(GIVEN DATA begins)

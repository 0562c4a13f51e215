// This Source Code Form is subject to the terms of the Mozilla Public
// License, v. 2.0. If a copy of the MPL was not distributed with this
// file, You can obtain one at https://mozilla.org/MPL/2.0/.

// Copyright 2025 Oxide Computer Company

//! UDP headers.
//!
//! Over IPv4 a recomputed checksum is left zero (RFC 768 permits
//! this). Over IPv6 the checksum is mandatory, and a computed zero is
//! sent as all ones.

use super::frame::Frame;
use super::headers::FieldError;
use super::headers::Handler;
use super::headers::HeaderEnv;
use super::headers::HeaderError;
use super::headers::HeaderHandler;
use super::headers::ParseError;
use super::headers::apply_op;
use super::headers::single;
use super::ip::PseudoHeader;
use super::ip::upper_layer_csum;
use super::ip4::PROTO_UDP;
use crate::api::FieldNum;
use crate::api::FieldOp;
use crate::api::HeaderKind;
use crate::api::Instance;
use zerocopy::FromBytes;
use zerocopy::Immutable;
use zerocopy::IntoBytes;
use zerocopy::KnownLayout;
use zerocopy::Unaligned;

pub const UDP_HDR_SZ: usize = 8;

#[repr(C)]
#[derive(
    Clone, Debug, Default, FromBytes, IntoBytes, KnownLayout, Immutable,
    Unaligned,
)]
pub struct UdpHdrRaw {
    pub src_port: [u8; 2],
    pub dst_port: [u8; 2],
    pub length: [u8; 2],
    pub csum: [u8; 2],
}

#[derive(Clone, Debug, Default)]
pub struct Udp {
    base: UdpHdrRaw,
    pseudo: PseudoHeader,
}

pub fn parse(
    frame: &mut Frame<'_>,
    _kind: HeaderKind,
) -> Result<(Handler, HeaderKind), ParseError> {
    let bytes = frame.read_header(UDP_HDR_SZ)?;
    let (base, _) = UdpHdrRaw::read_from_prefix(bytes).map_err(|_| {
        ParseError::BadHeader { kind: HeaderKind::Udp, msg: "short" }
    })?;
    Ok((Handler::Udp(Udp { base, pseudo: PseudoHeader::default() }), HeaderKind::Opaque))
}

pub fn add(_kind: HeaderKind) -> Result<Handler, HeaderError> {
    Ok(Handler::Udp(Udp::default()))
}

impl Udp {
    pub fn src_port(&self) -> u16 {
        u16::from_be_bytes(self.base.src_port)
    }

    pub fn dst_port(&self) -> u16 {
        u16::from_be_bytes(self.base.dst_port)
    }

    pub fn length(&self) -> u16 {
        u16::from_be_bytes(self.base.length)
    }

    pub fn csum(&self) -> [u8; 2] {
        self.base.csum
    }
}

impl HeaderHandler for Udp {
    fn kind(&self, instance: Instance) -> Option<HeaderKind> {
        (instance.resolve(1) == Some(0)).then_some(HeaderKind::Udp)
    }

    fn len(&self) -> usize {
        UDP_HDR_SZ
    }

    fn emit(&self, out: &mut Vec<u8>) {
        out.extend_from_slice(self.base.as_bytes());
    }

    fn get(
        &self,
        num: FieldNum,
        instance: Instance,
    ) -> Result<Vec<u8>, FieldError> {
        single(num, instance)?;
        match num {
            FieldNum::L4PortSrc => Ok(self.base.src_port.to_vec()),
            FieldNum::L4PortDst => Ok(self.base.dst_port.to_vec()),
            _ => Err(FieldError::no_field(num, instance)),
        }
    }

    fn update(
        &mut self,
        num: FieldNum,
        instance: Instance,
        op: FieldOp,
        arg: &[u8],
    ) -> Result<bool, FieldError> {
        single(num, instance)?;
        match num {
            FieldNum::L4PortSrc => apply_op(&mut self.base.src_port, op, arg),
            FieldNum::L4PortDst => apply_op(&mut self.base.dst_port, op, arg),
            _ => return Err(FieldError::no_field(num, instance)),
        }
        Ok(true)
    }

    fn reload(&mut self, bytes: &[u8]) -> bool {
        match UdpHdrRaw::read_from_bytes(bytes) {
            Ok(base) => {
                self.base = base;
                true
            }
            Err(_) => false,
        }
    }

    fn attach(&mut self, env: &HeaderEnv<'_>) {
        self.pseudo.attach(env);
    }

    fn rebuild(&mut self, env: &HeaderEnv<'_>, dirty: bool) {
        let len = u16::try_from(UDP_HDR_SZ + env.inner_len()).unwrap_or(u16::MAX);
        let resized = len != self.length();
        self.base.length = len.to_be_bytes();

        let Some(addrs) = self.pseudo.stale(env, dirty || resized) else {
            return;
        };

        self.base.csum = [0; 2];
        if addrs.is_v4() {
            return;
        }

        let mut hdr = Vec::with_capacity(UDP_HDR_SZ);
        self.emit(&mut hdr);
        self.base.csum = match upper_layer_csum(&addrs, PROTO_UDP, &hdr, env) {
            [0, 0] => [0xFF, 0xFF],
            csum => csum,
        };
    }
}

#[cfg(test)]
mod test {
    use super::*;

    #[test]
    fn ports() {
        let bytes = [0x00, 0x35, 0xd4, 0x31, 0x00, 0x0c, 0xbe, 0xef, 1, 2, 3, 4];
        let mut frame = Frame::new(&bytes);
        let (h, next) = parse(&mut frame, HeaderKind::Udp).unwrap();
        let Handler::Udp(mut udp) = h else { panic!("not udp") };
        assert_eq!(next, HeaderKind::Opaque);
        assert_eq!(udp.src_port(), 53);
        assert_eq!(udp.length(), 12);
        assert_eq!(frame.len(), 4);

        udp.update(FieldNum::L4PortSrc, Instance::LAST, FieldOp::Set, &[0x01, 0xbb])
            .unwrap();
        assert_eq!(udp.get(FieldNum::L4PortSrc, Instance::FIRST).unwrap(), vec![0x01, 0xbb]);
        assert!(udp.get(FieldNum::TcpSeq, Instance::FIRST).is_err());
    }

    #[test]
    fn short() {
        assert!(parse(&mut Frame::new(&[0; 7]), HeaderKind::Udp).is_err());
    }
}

(GIVEN DATA ends)
(GIVEN DATA begins)

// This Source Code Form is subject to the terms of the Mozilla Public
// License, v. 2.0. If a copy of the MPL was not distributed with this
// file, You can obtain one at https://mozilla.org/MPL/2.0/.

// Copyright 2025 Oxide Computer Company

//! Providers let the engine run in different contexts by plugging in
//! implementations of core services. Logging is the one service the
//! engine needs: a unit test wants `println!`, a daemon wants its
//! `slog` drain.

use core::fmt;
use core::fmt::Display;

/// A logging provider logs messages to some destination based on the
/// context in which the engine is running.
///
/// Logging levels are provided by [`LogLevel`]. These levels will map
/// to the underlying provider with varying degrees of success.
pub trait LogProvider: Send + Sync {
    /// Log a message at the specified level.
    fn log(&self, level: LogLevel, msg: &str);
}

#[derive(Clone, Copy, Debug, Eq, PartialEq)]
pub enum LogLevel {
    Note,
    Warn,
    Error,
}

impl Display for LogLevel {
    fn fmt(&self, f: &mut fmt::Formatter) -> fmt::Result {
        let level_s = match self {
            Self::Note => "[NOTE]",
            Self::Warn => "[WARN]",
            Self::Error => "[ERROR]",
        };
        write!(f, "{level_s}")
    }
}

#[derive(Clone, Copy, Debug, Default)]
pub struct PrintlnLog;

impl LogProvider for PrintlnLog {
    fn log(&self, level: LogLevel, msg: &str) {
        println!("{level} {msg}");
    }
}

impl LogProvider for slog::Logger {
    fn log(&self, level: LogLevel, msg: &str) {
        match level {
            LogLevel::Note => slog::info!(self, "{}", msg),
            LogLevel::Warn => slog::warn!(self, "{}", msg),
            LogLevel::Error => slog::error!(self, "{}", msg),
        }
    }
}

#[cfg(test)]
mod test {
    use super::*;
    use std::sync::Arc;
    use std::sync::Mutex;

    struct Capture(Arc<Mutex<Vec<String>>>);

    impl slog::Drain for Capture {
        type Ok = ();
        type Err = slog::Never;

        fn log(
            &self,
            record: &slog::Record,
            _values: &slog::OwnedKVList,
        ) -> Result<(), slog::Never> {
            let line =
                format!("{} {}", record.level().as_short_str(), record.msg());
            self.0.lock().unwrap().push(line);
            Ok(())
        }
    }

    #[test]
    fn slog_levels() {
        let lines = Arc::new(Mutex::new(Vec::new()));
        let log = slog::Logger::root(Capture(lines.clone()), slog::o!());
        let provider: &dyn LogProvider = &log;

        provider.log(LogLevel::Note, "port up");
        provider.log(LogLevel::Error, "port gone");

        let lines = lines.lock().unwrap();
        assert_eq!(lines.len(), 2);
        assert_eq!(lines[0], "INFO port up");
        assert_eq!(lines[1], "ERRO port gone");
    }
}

(GIVEN DATA ends)

Find "by plugging in" in the entries above and copy that whole line exactly, then each line after it through the line that contains "levels will map".

//! Providers let the engine run in different contexts by plugging in
//! implementations of core services. Logging is the one service the
//! engine needs: a unit test wants `println!`, a daemon wants its
//! `slog` drain.

use core::fmt;
use core::fmt::Display;

/// A logging provider logs messages to some destination based on the
/// context in which the engine is running.
///
/// Logging levels are provided by [`LogLevel`]. These levels will map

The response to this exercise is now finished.